Exercise requirements:
In the material below, find all lines with the string "JobNotFound" and copy them.
++++++++++
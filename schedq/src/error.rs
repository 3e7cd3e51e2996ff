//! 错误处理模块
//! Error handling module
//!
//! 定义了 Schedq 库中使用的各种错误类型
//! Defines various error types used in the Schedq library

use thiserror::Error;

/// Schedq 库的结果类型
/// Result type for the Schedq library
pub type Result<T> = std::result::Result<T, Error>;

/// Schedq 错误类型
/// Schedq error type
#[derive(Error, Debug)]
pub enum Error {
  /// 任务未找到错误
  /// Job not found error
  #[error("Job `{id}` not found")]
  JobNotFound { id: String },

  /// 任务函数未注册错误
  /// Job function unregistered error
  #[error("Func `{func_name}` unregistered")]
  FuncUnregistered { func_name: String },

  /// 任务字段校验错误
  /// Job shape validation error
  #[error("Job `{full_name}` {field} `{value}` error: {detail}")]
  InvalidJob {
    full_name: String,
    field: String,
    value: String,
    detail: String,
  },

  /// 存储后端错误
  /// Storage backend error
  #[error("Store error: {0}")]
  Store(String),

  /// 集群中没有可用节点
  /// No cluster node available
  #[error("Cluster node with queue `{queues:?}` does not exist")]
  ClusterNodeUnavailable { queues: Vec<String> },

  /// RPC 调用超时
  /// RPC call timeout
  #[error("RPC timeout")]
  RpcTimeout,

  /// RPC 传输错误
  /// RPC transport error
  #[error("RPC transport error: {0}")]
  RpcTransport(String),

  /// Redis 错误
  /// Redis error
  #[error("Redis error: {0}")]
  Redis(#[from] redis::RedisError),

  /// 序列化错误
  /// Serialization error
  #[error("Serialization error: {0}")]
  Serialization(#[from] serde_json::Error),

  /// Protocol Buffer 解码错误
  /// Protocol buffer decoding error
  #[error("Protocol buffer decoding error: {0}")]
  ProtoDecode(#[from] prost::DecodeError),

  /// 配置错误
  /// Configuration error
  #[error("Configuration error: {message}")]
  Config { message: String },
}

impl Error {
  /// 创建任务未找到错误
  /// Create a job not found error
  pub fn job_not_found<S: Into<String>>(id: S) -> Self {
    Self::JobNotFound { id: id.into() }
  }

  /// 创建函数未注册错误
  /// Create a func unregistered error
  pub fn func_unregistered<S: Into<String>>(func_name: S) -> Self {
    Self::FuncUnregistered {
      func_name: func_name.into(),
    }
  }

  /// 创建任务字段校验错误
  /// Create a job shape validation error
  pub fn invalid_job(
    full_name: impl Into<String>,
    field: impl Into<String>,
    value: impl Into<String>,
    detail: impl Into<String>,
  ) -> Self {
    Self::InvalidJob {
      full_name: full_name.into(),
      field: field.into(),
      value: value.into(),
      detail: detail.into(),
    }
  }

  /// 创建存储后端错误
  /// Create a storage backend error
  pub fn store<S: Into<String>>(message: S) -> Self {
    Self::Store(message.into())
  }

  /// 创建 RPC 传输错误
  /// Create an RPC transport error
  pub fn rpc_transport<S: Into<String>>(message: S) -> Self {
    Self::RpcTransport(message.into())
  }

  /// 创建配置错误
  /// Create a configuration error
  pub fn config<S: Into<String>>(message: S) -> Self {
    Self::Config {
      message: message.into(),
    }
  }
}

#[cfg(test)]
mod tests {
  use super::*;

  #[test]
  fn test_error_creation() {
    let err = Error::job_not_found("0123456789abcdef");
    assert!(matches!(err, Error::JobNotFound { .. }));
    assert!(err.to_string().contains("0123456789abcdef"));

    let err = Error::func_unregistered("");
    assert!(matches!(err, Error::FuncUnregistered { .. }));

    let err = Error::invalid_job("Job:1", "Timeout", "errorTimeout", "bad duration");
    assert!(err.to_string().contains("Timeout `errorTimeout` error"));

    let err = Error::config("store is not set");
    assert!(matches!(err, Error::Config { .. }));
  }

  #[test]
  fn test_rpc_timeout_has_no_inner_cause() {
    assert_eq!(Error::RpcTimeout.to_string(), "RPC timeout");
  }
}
++++++++++
Response for this exercise:
  JobNotFound { id: String },
    Self::JobNotFound { id: id.into() }
    assert!(matches!(err, Error::JobNotFound { .. }));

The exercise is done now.